* Data provided *
═══

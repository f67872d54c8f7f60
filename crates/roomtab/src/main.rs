mod cli;
mod log;
mod svc;

use anyhow::Result;

#[tokio::main]
async fn main() -> Result<()> {
    if let Err(e) = cli::run().await {
        cli::ux::present_error(&e);
        std::process::exit(1);
    }
    Ok(())
}
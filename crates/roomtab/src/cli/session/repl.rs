use std::collections::BTreeMap;

use anyhow::{Context, Result};
use clap::{CommandFactory, Parser};
use roomtab_core::split::{ElectricBill, SplitRule};
use rustyline::completion::{Candidate, Completer};
use rustyline::error::ReadlineError;
use rustyline::hint::Hinter;
use rustyline::history::DefaultHistory;
use rustyline::{CompletionType, Editor, Helper, Highlighter, Validator};
use tracing::debug;

use crate::cli::session::commands::{
    AddArgs, AddRequest, BillCategory, CliCommand, Command, parse_command_line,
};
use crate::cli::ux::{
    MessageType, format_electric_breakdown, format_shares, format_totals, style_text,
};
use crate::svc::session::Session;

type ReplEditor = Editor<Repl, DefaultHistory>;

// -------------
// REPL completion
// -------------
#[derive(Helper, Validator, Highlighter)]
struct Repl {
    pub command_names: Vec<String>,
    pub user_names: Vec<String>,
}

#[derive(Debug)]
struct CompletionCandidate {
    text: String,
    display_string: String,
}

impl CompletionCandidate {
    pub fn new(text: &str) -> Self {
        let display_string = style_text(text, MessageType::Footer).to_string();
        Self {
            text: text.to_owned(),
            display_string,
        }
    }
}

impl Candidate for CompletionCandidate {
    fn display(&self) -> &str {
        &self.display_string
    }

    fn replacement(&self) -> &str {
        &self.text
    }
}

// User name completion for `add -u` and `add -s`
fn user_compl(
    line: &str,
    pos: usize,
    user_names: &[String],
) -> rustyline::Result<(usize, Vec<CompletionCandidate>)> {
    let line_to_pos = &line[..pos];
    if let Some(space_pos) = line_to_pos.rfind(' ') {
        let name_prefix_start = space_pos + 1;
        if name_prefix_start <= line_to_pos.len() {
            let name_prefix = line_to_pos[name_prefix_start..].to_uppercase();
            let candidates = user_names
                .iter()
                .filter(|name| name.starts_with(&name_prefix))
                .map(|name| CompletionCandidate::new(name))
                .collect();
            return Ok((name_prefix_start, candidates));
        }
    }
    Ok((0, Vec::new()))
}

impl Completer for Repl {
    type Candidate = CompletionCandidate;

    fn complete(
        &self,
        line: &str,
        pos: usize,
        _ctx: &rustyline::Context<'_>,
    ) -> rustyline::Result<(usize, Vec<Self::Candidate>)> {
        let line_to_pos = &line[..pos];

        // Name positions after -u/-s on an add line complete to known users.
        if line_to_pos.starts_with("add")
            && (line_to_pos.contains("-u") || line_to_pos.contains("-s"))
        {
            return user_compl(line, pos, &self.user_names);
        }

        // The first word completes to a command name.
        if line_to_pos.contains(' ') {
            return Ok((0, Vec::new()));
        }
        let candidates = self
            .command_names
            .iter()
            .filter(|name| name.starts_with(line_to_pos))
            .map(|name| CompletionCandidate::new(name))
            .collect();
        Ok((0, candidates))
    }
}

impl Hinter for Repl {
    type Hint = String;

    fn hint(&self, line: &str, pos: usize, _ctx: &rustyline::Context<'_>) -> Option<Self::Hint> {
        if line.is_empty() || pos < line.len() || line.contains(' ') {
            return None;
        }
        self.command_names
            .iter()
            .find(|&cmd_name| cmd_name.starts_with(line))
            .map(|cmd_name| cmd_name[line.len()..].into())
    }
}

fn format_prompt(session: &Session) -> String {
    let tracked = session.roster_names();
    let meta = if tracked.is_empty() {
        "[no tracked users, add one with: add -u <name>]".to_string()
    } else {
        format!("[tracking: {}]", tracked.join(", "))
    };
    format!(
        "\n{}\n{}",
        style_text(&meta, MessageType::Footer),
        style_text("> ", MessageType::Prompt)
    )
}

fn report_error(message: &str) {
    eprintln!("{}", style_text(message, MessageType::Error));
}

/// Runs the interactive REPL over a loaded session.
pub fn run(mut session: Session) -> Result<()> {
    println!("Welcome to roomtab! Type 'help' for commands, 'exit' to quit.");

    let config = rustyline::Config::builder()
        .history_ignore_dups(true)?
        .history_ignore_space(true)
        .completion_type(CompletionType::List)
        .build();

    let command_names = CliCommand::command()
        .get_subcommands()
        .flat_map(|c| c.get_name_and_visible_aliases())
        .map(String::from)
        .collect::<Vec<_>>();

    let mut rl: ReplEditor = Editor::with_config(config)?;
    rl.set_helper(Some(Repl {
        command_names,
        user_names: session.catalog_names(),
    }));

    loop {
        let prompt = format_prompt(&session);
        match rl.readline(&prompt) {
            Ok(line) => {
                rl.add_history_entry(&line)?;
                let trimmed_line = line.trim();
                if trimmed_line.is_empty() {
                    continue;
                }

                let args = parse_command_line(trimmed_line);
                match CliCommand::try_parse_from(args) {
                    Ok(cli_command) => {
                        if !execute(cli_command.command, &mut session, &mut rl)? {
                            return Ok(());
                        }
                    }
                    Err(e) => {
                        e.print()?;
                    }
                }
            }
            Err(ReadlineError::Interrupted) => {
                println!("Type 'exit' to quit.");
                continue;
            }
            Err(ReadlineError::Eof) => {
                println!("\nBye!");
                return Ok(());
            }
            Err(err) => {
                return Err(err.into());
            }
        }
    }
}

/// Executes a REPL command.
///
/// Returns `Ok(false)` if the REPL should exit. Command failures are
/// reported and the loop continues; only save failures propagate.
fn execute(command: Command, session: &mut Session, rl: &mut ReplEditor) -> Result<bool> {
    match command {
        Command::Info => {
            print!("{}", format_totals(&session.tracked_accounts(), session.public()));
            Ok(true)
        }
        Command::Update => {
            save(session)?;
            Ok(true)
        }
        Command::Exit => {
            if session.is_dirty() {
                println!("Unsaved changes discarded.");
            }
            println!("Bye!");
            Ok(false)
        }
        Command::Add(args) => {
            execute_add(&args, session, rl)?;
            Ok(true)
        }
    }
}

fn execute_add(args: &AddArgs, session: &mut Session, rl: &mut ReplEditor) -> Result<()> {
    let request = match args.request() {
        Ok(request) => request,
        Err(message) => {
            report_error(&message);
            return Ok(());
        }
    };

    match request {
        AddRequest::AttachUser(name) => {
            match session.attach_user(&name) {
                Ok(key) => println!("Tracking user: {key}"),
                Err(e) => report_error(&format!("Cannot attach user: {e}")),
            }
            Ok(())
        }
        AddRequest::Bill { category, rule } => {
            let applied = apply_bill(session, category, &rule, rl)?;
            if applied {
                confirm_save(session, rl)?;
            }
            Ok(())
        }
    }
}

/// Prompts for the bill inputs and applies it. Returns whether the ledger
/// was mutated; invalid input or a rejected split leaves it untouched.
fn apply_bill(
    session: &mut Session,
    category: BillCategory,
    rule: &SplitRule,
    rl: &mut ReplEditor,
) -> Result<bool> {
    debug!("Applying {} bill", category.label());
    match category.shared_utility() {
        Some(utility) => {
            let Some(total) = prompt_amount(rl, &format!("Total {} fee> ", utility.label()))?
            else {
                return Ok(false);
            };
            match session.shared_bill(utility, total, rule) {
                Ok(shares) => {
                    print!("{}", format_shares(utility.label(), &shares));
                    Ok(true)
                }
                Err(e) => {
                    report_error(&format!("Cannot split {} bill: {e}", utility.label()));
                    Ok(false)
                }
            }
        }
        None => {
            let Some(total_kwh) = prompt_amount(rl, "Total usage this period (kWh)> ")? else {
                return Ok(false);
            };
            let mut readings = BTreeMap::new();
            for name in session.roster_names() {
                let Some(reading) =
                    prompt_amount(rl, &format!("{name} current meter reading (kWh)> "))?
                else {
                    return Ok(false);
                };
                readings.insert(name, reading);
            }
            let Some(unit_price) = prompt_amount(rl, "Unit price per kWh> ")? else {
                return Ok(false);
            };

            let bill = ElectricBill {
                total_kwh,
                unit_price,
                readings,
            };
            match session.electric_bill(&bill, rule) {
                Ok(outcome) => {
                    print!("{}", format_electric_breakdown(&outcome, unit_price));
                    Ok(true)
                }
                Err(e) => {
                    report_error(&format!("Cannot split electricity bill: {e}"));
                    Ok(false)
                }
            }
        }
    }
}

/// Reads one numeric value. `Ok(None)` means the input was invalid or the
/// prompt was cancelled; the failure has already been reported.
fn prompt_amount(rl: &mut ReplEditor, prompt: &str) -> Result<Option<f64>> {
    let styled = style_text(prompt, MessageType::Prompt).to_string();
    match rl.readline(&styled) {
        Ok(line) => {
            let trimmed = line.trim();
            match trimmed.parse::<f64>() {
                Ok(value) => Ok(Some(value)),
                Err(_) => {
                    report_error(&format!("'{trimmed}' is not a number, bill dropped"));
                    Ok(None)
                }
            }
        }
        Err(ReadlineError::Interrupted | ReadlineError::Eof) => {
            println!("Bill dropped.");
            Ok(None)
        }
        Err(err) => Err(err.into()),
    }
}

fn confirm_save(session: &mut Session, rl: &mut ReplEditor) -> Result<()> {
    let prompt = style_text("Save changes now? [y/N]> ", MessageType::Prompt).to_string();
    match rl.readline(&prompt) {
        Ok(line) if line.trim().eq_ignore_ascii_case("y") => save(session),
        Ok(_) => {
            println!("Not saved. Run 'update' to persist later.");
            Ok(())
        }
        Err(ReadlineError::Interrupted | ReadlineError::Eof) => {
            println!("Not saved. Run 'update' to persist later.");
            Ok(())
        }
        Err(err) => Err(err.into()),
    }
}

// A failed write terminates the session; there is no safe way to continue
// against a possibly half-written ledger.
fn save(session: &mut Session) -> Result<()> {
    session
        .save()
        .with_context(|| format!("Failed to save ledger '{}'", session.path().display()))?;
    println!("Ledger saved to {}", session.path().display());
    Ok(())
}
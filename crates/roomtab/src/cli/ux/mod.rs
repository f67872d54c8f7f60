//! Terminal output helpers for the roomtab cli.
mod presenter;

pub use presenter::{
    MessageType, format_electric_breakdown, format_shares, format_totals, present_error,
    style_text,
};
use std::collections::BTreeSet;
use std::path::{Path, PathBuf};

use roomtab_core::account::{PersonalAccount, PublicAccount, normalize_name};
use roomtab_core::ledger::{Ledger, LedgerError};
use roomtab_core::split::{
    self, ElectricBill, ElectricOutcome, Share, SharedUtility, SplitError, SplitRule,
};
use tracing::debug;

/// One interactive billing session over a ledger file.
///
/// Owns the loaded document, the tracked roster and the dirty flag; command
/// handlers receive this context explicitly instead of sharing globals.
pub struct Session {
    ledger: Ledger,
    path: PathBuf,
    roster: BTreeSet<String>,
    dirty: bool,
}

impl Session {
    pub fn load(path: &Path) -> Result<Self, LedgerError> {
        let ledger = Ledger::load(path)?;
        debug!(
            "Loaded ledger from {} with {} catalog users",
            path.display(),
            ledger.catalog.len()
        );
        Ok(Self {
            ledger,
            path: path.to_path_buf(),
            roster: BTreeSet::new(),
            dirty: false,
        })
    }

    pub fn path(&self) -> &Path {
        &self.path
    }

    pub fn is_dirty(&self) -> bool {
        self.dirty
    }

    /// Attaches a catalog user to the tracked roster, returning the
    /// normalized name.
    pub fn attach_user(&mut self, name: &str) -> Result<String, LedgerError> {
        let key = normalize_name(name);
        self.ledger.user(&key)?;
        self.roster.insert(key.clone());
        Ok(key)
    }

    /// Tracked users, in stable name order.
    pub fn roster_names(&self) -> Vec<String> {
        self.roster.iter().cloned().collect()
    }

    /// Every user known to the ledger file, tracked or not.
    pub fn catalog_names(&self) -> Vec<String> {
        self.ledger.user_names()
    }

    pub fn shared_bill(
        &mut self,
        utility: SharedUtility,
        total: f64,
        rule: &SplitRule,
    ) -> Result<Vec<Share>, SplitError> {
        let shares = split::apply_shared_bill(
            &mut self.ledger.public,
            &mut self.ledger.catalog,
            &self.roster,
            utility,
            total,
            rule,
        )?;
        self.dirty = true;
        Ok(shares)
    }

    pub fn electric_bill(
        &mut self,
        bill: &ElectricBill,
        rule: &SplitRule,
    ) -> Result<ElectricOutcome, SplitError> {
        let outcome = split::apply_electric_bill(
            &mut self.ledger.public,
            &mut self.ledger.catalog,
            &self.roster,
            bill,
            rule,
        )?;
        self.dirty = true;
        Ok(outcome)
    }

    /// Tracked users with their current records, for display.
    pub fn tracked_accounts(&self) -> Vec<(String, &PersonalAccount)> {
        self.roster
            .iter()
            .filter_map(|name| {
                self.ledger
                    .catalog
                    .get(name)
                    .map(|account| (name.clone(), account))
            })
            .collect()
    }

    pub fn public(&self) -> &PublicAccount {
        &self.ledger.public
    }

    /// Persists the whole document, untracked catalog users included.
    pub fn save(&mut self) -> Result<(), LedgerError> {
        self.ledger.save(&self.path)?;
        self.dirty = false;
        debug!("Ledger saved to {}", self.path.display());
        Ok(())
    }
}
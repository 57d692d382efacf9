//! Ordered pipeline of calculations.
//!
//! A [`Projection`] is loaded once from a formula list and then applied any
//! number of times, either to a single string ([`apply_str`]) or to a whole
//! [`Script`] ([`apply_script`]). Both apply operations leave their argument
//! untouched on failure.
//!
//! [`apply_str`]: Projection::apply_str
//! [`apply_script`]: Projection::apply_script

use log::{error, info};

use super::calculation::Calculation;
use super::engine::{EngineConfig, TransformEngine};
use super::error::{ProjectionError, Result};
use super::script::Script;
use super::spelling::Spelling;
use crate::calculus::Calculus;

/// An ordered list of calculations plus the engine that runs them.
pub struct Projection {
    calculations: Vec<Box<dyn Calculation>>,
    engine: TransformEngine,
}

impl Projection {
    /// An empty projection backed by an engine built from `config`.
    pub fn new(config: EngineConfig) -> Result<Self> {
        Ok(Self::with_engine(TransformEngine::new(config)?))
    }

    /// An empty projection that runs every round on the calling thread.
    pub fn sequential() -> Self {
        Self::with_engine(TransformEngine::sequential())
    }

    /// An empty projection backed by `engine`.
    pub fn with_engine(engine: TransformEngine) -> Self {
        Self {
            calculations: Vec::new(),
            engine,
        }
    }

    /// Compile `formulas` with the standard [`Calculus`], replacing any
    /// previously loaded calculations.
    ///
    /// On failure the projection is left empty.
    pub fn load<S: AsRef<str>>(&mut self, formulas: &[S]) -> Result<()> {
        self.load_with(&Calculus::new(), formulas)
    }

    /// Like [`load`](Self::load), with a caller-supplied calculus.
    pub fn load_with<S: AsRef<str>>(&mut self, calculus: &Calculus, formulas: &[S]) -> Result<()> {
        self.calculations.clear();
        let mut calculations = Vec::with_capacity(formulas.len());
        for (i, formula) in formulas.iter().enumerate() {
            let formula = formula.as_ref();
            match calculus.parse(formula) {
                Ok(calculation) => calculations.push(calculation),
                Err(source) => {
                    error!(
                        "Error loading spelling algebra definition #{}: '{}': {}",
                        i + 1,
                        formula,
                        source
                    );
                    return Err(ProjectionError::InvalidFormula {
                        index: i + 1,
                        formula: formula.to_string(),
                        source,
                    });
                }
            }
        }
        self.calculations = calculations;
        Ok(())
    }

    /// Append an already compiled calculation.
    pub fn push(&mut self, calculation: Box<dyn Calculation>) {
        self.calculations.push(calculation);
    }

    /// Number of calculations.
    pub fn len(&self) -> usize {
        self.calculations.len()
    }

    /// Whether no calculations are loaded.
    pub fn is_empty(&self) -> bool {
        self.calculations.is_empty()
    }

    /// The engine used by [`apply_script`](Self::apply_script).
    pub fn engine(&self) -> &TransformEngine {
        &self.engine
    }

    /// Thread `value` through every calculation in order.
    ///
    /// Returns `Ok(true)` and overwrites `value` with the final text if any
    /// calculation applied. An empty string is never modified.
    pub fn apply_str(&self, value: &mut String) -> Result<bool> {
        if value.is_empty() {
            return Ok(false);
        }
        let mut spelling = Spelling::new(value.as_str());
        let mut modified = false;
        for (i, calculation) in self.calculations.iter().enumerate() {
            match calculation.apply(&mut spelling) {
                Ok(applied) => modified |= applied,
                Err(source) => {
                    error!("Error applying calculation: {}", source);
                    return Err(ProjectionError::Calculation {
                        round: i + 1,
                        key: value.clone(),
                        source,
                    });
                }
            }
        }
        if modified {
            *value = spelling.text;
        }
        Ok(modified)
    }

    /// Run one round per calculation over `script`.
    ///
    /// Returns `Ok(true)` and replaces the contents of `script` with the
    /// final generation if any calculation applied to any key.
    pub fn apply_script(&self, script: &mut Script) -> Result<bool> {
        match self.engine.run(&self.calculations, script)? {
            Some(next) => {
                *script = next;
                info!("Total Size: {}", script.len());
                Ok(true)
            }
            None => Ok(false),
        }
    }
}

impl std::fmt::Debug for Projection {
    fn fmt(&self, f: &mut std::fmt::Formatter<'_>) -> std::fmt::Result {
        f.debug_struct("Projection")
            .field(
                "calculations",
                &self.calculations.iter().map(|c| c.describe()).collect::<Vec<_>>(),
            )
            .field("engine", &self.engine)
            .finish()
    }
}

═══

* The task *
Search the entries for the word "ReadlineError", then list each line that holds it.

* Answer box *
use rustyline::error::ReadlineError;
            Err(ReadlineError::Interrupted) => {
            Err(ReadlineError::Eof) => {
        Err(ReadlineError::Interrupted | ReadlineError::Eof) => {
        Err(ReadlineError::Interrupted | ReadlineError::Eof) => {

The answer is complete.